Dört yıldır Amerika’da yaşayan Didem Erol, Türkiye’ye döndü. Yeni projelerle seyirci karşısına çıkmak isteyen oyuncu, sektörde artık ‘Serah’ ismini kullanacak: “Yurtdışındayken yenilendim ve ismimi de değiştirdim.”
Öncelikle Amerika’ya neden gittiğinizden bahsedelim...
- Ben zaten yurtdışında doğup büyüdüm. Hayatımın 29 yılı yurtdışında geçti. Hedefim, uluslararası bir kariyere sahip olmaktı. Bu amaçla ilk kez 2000 yılında Amerika’ya gittim, 2004’te geri geldim. Sonra tekrar gittim, şimdi yeniden buradayım. Birkaç hafta oldu geleli.
Temelli mi döndünüz, yeniden gidecek misiniz?
- Evet, temelli döndüm. Ve artık Didem değilim, Serah’yım.
İsminizi mi değiştirdiniz?
- Evet, artık Serah ismini kullanacağım.
Neden böyle bir karar aldınız?
- Zaten Didem de gerçek ismim değildi. Asıl ismim yabancıydı, hep karışıklık oluyordum. Burada ve yurtdışında yer aldığım filmlerde de hep farklı isimlerim kullanılıyordu. Hem İngilizce hem Türkçe bir isim olsun, her yerde kullanayım dedim.
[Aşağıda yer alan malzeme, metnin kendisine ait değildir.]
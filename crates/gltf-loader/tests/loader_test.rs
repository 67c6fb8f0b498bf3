//! Conversion tests against small documents with embedded buffers.

use std::cell::RefCell;
use std::rc::Rc;

use glam::{Vec3, Vec4};
use gltf_core::{GltfRoot, SearchPath, UriReference};
use gltf_loader::{
    CoordinateSystem, Geom, Loader, LoaderCallbacks, LoaderOptions, Next, NumericType, PrimitiveType,
    RenderState, SceneNode, TransparencyMode,
};

fn f32_bytes(values: &[f32]) -> Vec<u8> {
    values.iter().flat_map(|v| v.to_le_bytes()).collect()
}

/// Positions, normals and tangents of one triangle followed by its indices.
fn triangle_buffer() -> Vec<u8> {
    let mut data = f32_bytes(&[0.0, 0.0, 0.0, 1.0, 0.0, 0.0, 0.0, 1.0, 0.0]);
    data.extend(f32_bytes(&[0.0, 0.0, 1.0, 0.0, 0.0, 1.0, 0.0, 0.0, 1.0]));
    data.extend(f32_bytes(&[1.0, 0.0, 0.0, 1.0, 1.0, 0.0, 0.0, 1.0, 1.0, 0.0, 0.0, 1.0]));
    for i in [0u16, 1, 2] {
        data.extend(i.to_le_bytes());
    }
    data.extend([0, 0]);
    data
}

const TRIANGLE: &str = r#"{
    "asset": {"version": "2.0"},
    "scene": 0,
    "scenes": [{"nodes": [0]}],
    "nodes": [
        {"name": "root", "children": [1], "translation": [0, 1, 0]},
        {"name": "tri", "mesh": 0}
    ],
    "meshes": [{
        "name": "triangle",
        "primitives": [{"attributes": {"POSITION": 0, "NORMAL": 1, "TANGENT": 2}, "indices": 3, "material": 0}]
    }],
    "materials": [{
        "name": "red",
        "pbrMetallicRoughness": {"baseColorFactor": [1, 0, 0, 1], "metallicFactor": 0.5},
        "emissiveFactor": [0, 0.5, 0],
        "alphaMode": "MASK",
        "alphaCutoff": 0.25,
        "doubleSided": true
    }],
    "accessors": [
        {"bufferView": 0, "componentType": 5126, "count": 3, "type": "VEC3"},
        {"bufferView": 0, "byteOffset": 36, "componentType": 5126, "count": 3, "type": "VEC3"},
        {"bufferView": 0, "byteOffset": 72, "componentType": 5126, "count": 3, "type": "VEC4"},
        {"bufferView": 1, "componentType": 5123, "count": 3, "type": "SCALAR"}
    ],
    "bufferViews": [
        {"buffer": 0, "byteLength": 120},
        {"buffer": 0, "byteOffset": 120, "byteLength": 6}
    ],
    "buffers": [{"byteLength": 128, "uri": "BUFFER"}]
}"#;

fn load(json: &str) -> GltfRoot {
    let uri = UriReference::data_uri("application/octet-stream", &triangle_buffer());
    let json = json.replace("BUFFER", uri.as_str());
    let mut root = GltfRoot::new();
    root.read(&mut json.as_bytes()).unwrap();
    root.load_externals(&SearchPath::new()).unwrap();
    root
}

fn only_geom(node: &SceneNode) -> (Rc<Geom>, Rc<RenderState>) {
    let geom_node = node.child(0).expect("geom node");
    assert!(geom_node.is_geom_node());
    let geoms = geom_node.geoms();
    assert_eq!(geoms.len(), 1);
    (geoms[0].geom.clone(), geoms[0].state.clone())
}

#[test]
fn test_converts_default_scene() {
    let root = load(TRIANGLE);
    let mut loader = Loader::default();
    assert!(loader.update_all(&root));

    let top = loader.root_node();
    assert!(top.is_model_root());
    assert_eq!(top.num_children(), 1);
    let scene_root = top.child(0).unwrap();
    assert_eq!(scene_root.name(), "root");
    // Y-up translation becomes Z-up.
    let origin = scene_root.transform().transform_point3(Vec3::ZERO);
    assert!(origin.abs_diff_eq(Vec3::Z, 1e-6));

    let tri = scene_root.child(0).unwrap();
    assert_eq!(tri.name(), "tri");
    let (geom, _) = only_geom(&tri);
    assert_eq!(geom.primitive.primitive_type(), PrimitiveType::Triangles);
    assert_eq!(geom.primitive.index_type(), Some(NumericType::Uint16));
    assert_eq!(geom.primitive.vertices().collect::<Vec<_>>(), vec![0, 1, 2]);

    let vdata = &geom.vertex_data;
    assert_eq!(vdata.num_rows(), 3);
    assert!(vdata.get_vec3("vertex", 2).unwrap().abs_diff_eq(Vec3::Z, 1e-6));
    assert!(vdata.get_vec3("normal", 0).unwrap().abs_diff_eq(Vec3::NEG_Y, 1e-6));
    // normal x tangent = +Y in glTF space, +Z after conversion.
    assert!(vdata.get_vec3("binormal", 1).unwrap().abs_diff_eq(Vec3::Z, 1e-6));
}

#[test]
fn test_material_state() {
    let root = load(TRIANGLE);
    let mut loader = Loader::default();
    loader.update_all(&root);

    let tri = loader.root_node().find("tri").unwrap();
    let (_, state) = only_geom(&tri);
    let material = state.material.as_ref().unwrap();
    assert_eq!(material.name, "red");
    assert_eq!(material.base_color, Vec4::new(1.0, 0.0, 0.0, 1.0));
    assert_eq!(material.metallic, 0.5);
    assert_eq!(material.roughness, 1.0);
    assert_eq!(material.emission, Some(Vec4::new(0.0, 0.5, 0.0, 1.0)));
    assert_eq!(state.transparency, TransparencyMode::Binary);
    assert_eq!(state.alpha_test, Some(0.25));
    assert!(state.two_sided);
    assert!(state.textures.is_empty());
}

#[test]
fn test_update_is_idempotent() {
    let root = load(TRIANGLE);
    let mut loader = Loader::default();
    loader.update_all(&root);
    let stats = loader.stats();
    assert_eq!(stats.nodes, 2);
    assert_eq!(stats.meshes, 1);
    assert_eq!(stats.materials, 1);

    let tri = root.nodes.handle(1).unwrap();
    let first = loader.update_node(&root, &tri).unwrap();
    let second = loader.update_node(&root, &tri).unwrap();
    assert!(first.ptr_eq(&second));
    assert!(!loader.update_all(&root));
    assert_eq!(loader.stats(), stats);
}

#[test]
fn test_mesh_change_propagates_to_node() {
    let mut root = load(TRIANGLE);
    let mut loader = Loader::default();
    loader.update_all(&root);
    let before = loader.stats();

    let tri = root.nodes.handle(1).unwrap();
    let converted = loader.update_node(&root, &tri).unwrap();
    assert_eq!(converted.count_geoms(), 1);

    let mesh = root.meshes.handle(0).unwrap();
    root.meshes.get_mut(&mesh).unwrap().primitives.clear();

    let rebuilt = loader.update_node(&root, &tri).unwrap();
    assert!(rebuilt.ptr_eq(&converted));
    assert_eq!(rebuilt.count_geoms(), 0);
    assert_eq!(loader.stats().meshes, before.meshes + 1);
    assert_eq!(loader.stats().nodes, before.nodes + 1);

    // The parent's subtree changed as well.
    assert!(loader.update_all(&root));
    assert_eq!(loader.stats().nodes, before.nodes + 2);
}

#[test]
fn test_buffer_change_rebuilds_geometry() {
    let mut root = load(TRIANGLE);
    let mut loader = Loader::new(LoaderOptions {
        coordinate_system: CoordinateSystem::YupRight,
        ..Default::default()
    });
    loader.update_all(&root);
    let tri = loader.root_node().find("tri").unwrap();
    let (geom, _) = only_geom(&tri);
    assert_eq!(geom.vertex_data.get_vec3("vertex", 1), Some(Vec3::X));

    let buffer = root.buffers.at_mut(0).unwrap();
    buffer.data[12..16].copy_from_slice(&5.0f32.to_le_bytes());

    assert!(loader.update_all(&root));
    let (geom, _) = only_geom(&tri);
    assert_eq!(geom.vertex_data.get_vec3("vertex", 1), Some(Vec3::new(5.0, 0.0, 0.0)));
    assert_eq!(loader.stats().materials, 1);
}

#[test]
fn test_cycle_guard() {
    let json = TRIANGLE.replace(
        r#"{"name": "tri", "mesh": 0}"#,
        r#"{"name": "tri", "mesh": 0, "children": [0]}"#,
    );
    let mut root = load(&json);
    let mut loader = Loader::default();
    loader.update_all(&root);
    assert!(loader.stats().cycles >= 1);

    let scene_root = loader.root_node().child(0).unwrap();
    let tri = scene_root.find("tri").unwrap();
    // Only the geom node; the edge back to the ancestor is dropped.
    assert_eq!(tri.num_children(), 1);
    assert!(tri.child(0).unwrap().is_geom_node());

    let cycles = loader.stats().cycles;
    let top = root.nodes.handle(0).unwrap();
    root.nodes.touch(&top);
    loader.update_all(&root);
    assert!(loader.stats().cycles > cycles);
    assert_eq!(tri.num_children(), 1);
    assert_eq!(loader.root_node().ls().lines().count(), 4);
}

#[test]
fn test_out_of_range_accessor_drops_geom() {
    let json = TRIANGLE.replace(
        r#"{"bufferView": 0, "componentType": 5126, "count": 3, "type": "VEC3"}"#,
        r#"{"bufferView": 0, "componentType": 5126, "count": 30, "type": "VEC3"}"#,
    );
    let root = load(&json);
    let mut loader = Loader::default();
    loader.update_all(&root);

    let tri = loader.root_node().find("tri").unwrap();
    let geom_node = tri.child(0).unwrap();
    assert_eq!(geom_node.num_geoms(), 0);
    assert_eq!(loader.root_node().find("root").unwrap().num_children(), 1);
}

#[test]
fn test_oversized_accessor_without_view_drops_geom() {
    let json = TRIANGLE.replace(
        r#"{"bufferView": 0, "componentType": 5126, "count": 3, "type": "VEC3"}"#,
        r#"{"componentType": 5126, "count": 4611686018427387904, "type": "VEC3"}"#,
    );
    let root = load(&json);
    let mut loader = Loader::default();
    loader.update_all(&root);

    let tri = loader.root_node().find("tri").unwrap();
    assert_eq!(tri.child(0).unwrap().num_geoms(), 0);
}

#[test]
fn test_out_of_range_indices_are_rejected_before_allocation() {
    let json = TRIANGLE.replace(
        r#"{"bufferView": 1, "componentType": 5123, "count": 3, "type": "SCALAR"}"#,
        r#"{"bufferView": 1, "componentType": 5123, "count": 9223372036854775807, "type": "SCALAR"}"#,
    );
    let root = load(&json);
    let mut loader = Loader::default();
    loader.update_all(&root);
    assert_eq!(loader.root_node().count_geoms(), 0);
}

#[test]
fn test_line_loop_without_indices() {
    let json = TRIANGLE.replace(
        r#""indices": 3, "material": 0"#,
        r#""mode": 2"#,
    );
    let root = load(&json);
    let mut loader = Loader::default();
    loader.update_all(&root);

    let tri = loader.root_node().find("tri").unwrap();
    let (geom, state) = only_geom(&tri);
    assert_eq!(geom.primitive.primitive_type(), PrimitiveType::LineStrips);
    assert_eq!(geom.primitive.vertices().collect::<Vec<_>>(), vec![0, 1, 2, 0]);
    assert!(state.is_empty());
}

#[test]
fn test_invalid_index_type_drops_geom() {
    let json = TRIANGLE.replace(
        r#"{"bufferView": 1, "componentType": 5123, "count": 3, "type": "SCALAR"}"#,
        r#"{"bufferView": 1, "componentType": 5122, "count": 3, "type": "SCALAR"}"#,
    );
    let root = load(&json);
    let mut loader = Loader::default();
    loader.update_all(&root);
    assert_eq!(loader.root_node().count_geoms(), 0);
}

#[test]
fn test_garbage_collected_entries_are_pruned() {
    let mut root = load(TRIANGLE);
    root.meshes.create("orphan");
    let mut loader = Loader::default();
    loader.update_all(&root);
    assert_eq!(loader.stats().meshes, 2);

    assert_eq!(root.garbage_collect(), 1);
    assert_eq!(loader.prune(), 1);
    assert!(!loader.update_all(&root));
}

#[test]
fn test_load_named_scene() {
    let json = TRIANGLE.replace(
        r#""scenes": [{"nodes": [0]}]"#,
        r#""scenes": [{"nodes": [0]}, {"nodes": [1]}]"#,
    );
    let root = load(&json);
    let mut loader = Loader::default();
    let target = SceneNode::model_root("second");
    target.add_child(SceneNode::new("stale"));
    loader.load_scene(&root, &target, &root.scenes.handle(1).unwrap());
    assert_eq!(target.num_children(), 1);
    assert_eq!(target.child(0).unwrap().name(), "tri");
}

#[derive(Default)]
struct Recorder {
    label: &'static str,
    calls: Rc<RefCell<Vec<String>>>,
}

impl LoaderCallbacks for Recorder {
    fn update_node(&self, next: Next<'_>, node: Option<SceneNode>, source: &gltf_core::Node) -> SceneNode {
        self.calls.borrow_mut().push(format!("{}:{}", self.label, source.name));
        next.update_node(node, source)
    }
}

/// Produces a fixed state without consulting the rest of the chain.
struct Unlit;

impl LoaderCallbacks for Unlit {
    fn make_geom_state(&self, _next: Next<'_>, _mesh: &gltf_core::Mesh, _primitive: &gltf_core::Primitive) -> RenderState {
        RenderState {
            two_sided: true,
            ..Default::default()
        }
    }
}

#[test]
fn test_callback_chain_order() {
    let root = load(TRIANGLE);
    let calls = Rc::new(RefCell::new(Vec::new()));
    let mut loader = Loader::default();
    loader.register_callbacks(
        10,
        Rc::new(Recorder {
            label: "late",
            calls: calls.clone(),
        }),
    );
    loader.register_callbacks(
        0,
        Rc::new(Recorder {
            label: "early",
            calls: calls.clone(),
        }),
    );
    loader.register_callbacks(5, Rc::new(Unlit));
    assert_eq!(loader.num_callbacks(), 3);

    loader.update_all(&root);
    assert_eq!(
        *calls.borrow(),
        vec!["early:root", "late:root", "early:tri", "late:tri"]
    );

    let tri = loader.root_node().find("tri").unwrap();
    let (_, state) = only_geom(&tri);
    assert!(state.material.is_none());
    assert!(state.two_sided);
    assert_eq!(loader.stats().materials, 0);
}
Ve böyle bir karar aldım.
ARTIK SERAH DİYE TANIYACAKLAR
Ne zamandan beri Serah’yı kullanıyorsunuz?
- Son üç yıldır. Kimse bana Didem demiyor artık.
Ama Türkiye’de herkes sizi “Didem Erol” olarak tanıyor, bunu nasıl değiştireceksiniz?
- Artık Serah diye tanıyacaklar. Ben yenilendim, çok değiştim.
Ne anlamda değiştiniz?
- Son dört yıl spiritüel eğitim aldım Los Angeles’ta. Dört yıldır içsel bir yolculuğa çıktım. Türkiye’de bize hep söylenen bir şey vardır; “İnsan 7’sinde neyse 77’sinde de odur” diye. Biz buna inanıyoruz, oysa değişim mümkün. Los Angeles’ta geçirdiğim yıllar bana çok şey öğretti. Benim beynimle ağzım arasına filtre yoktu, onu biraz kırdım mesela...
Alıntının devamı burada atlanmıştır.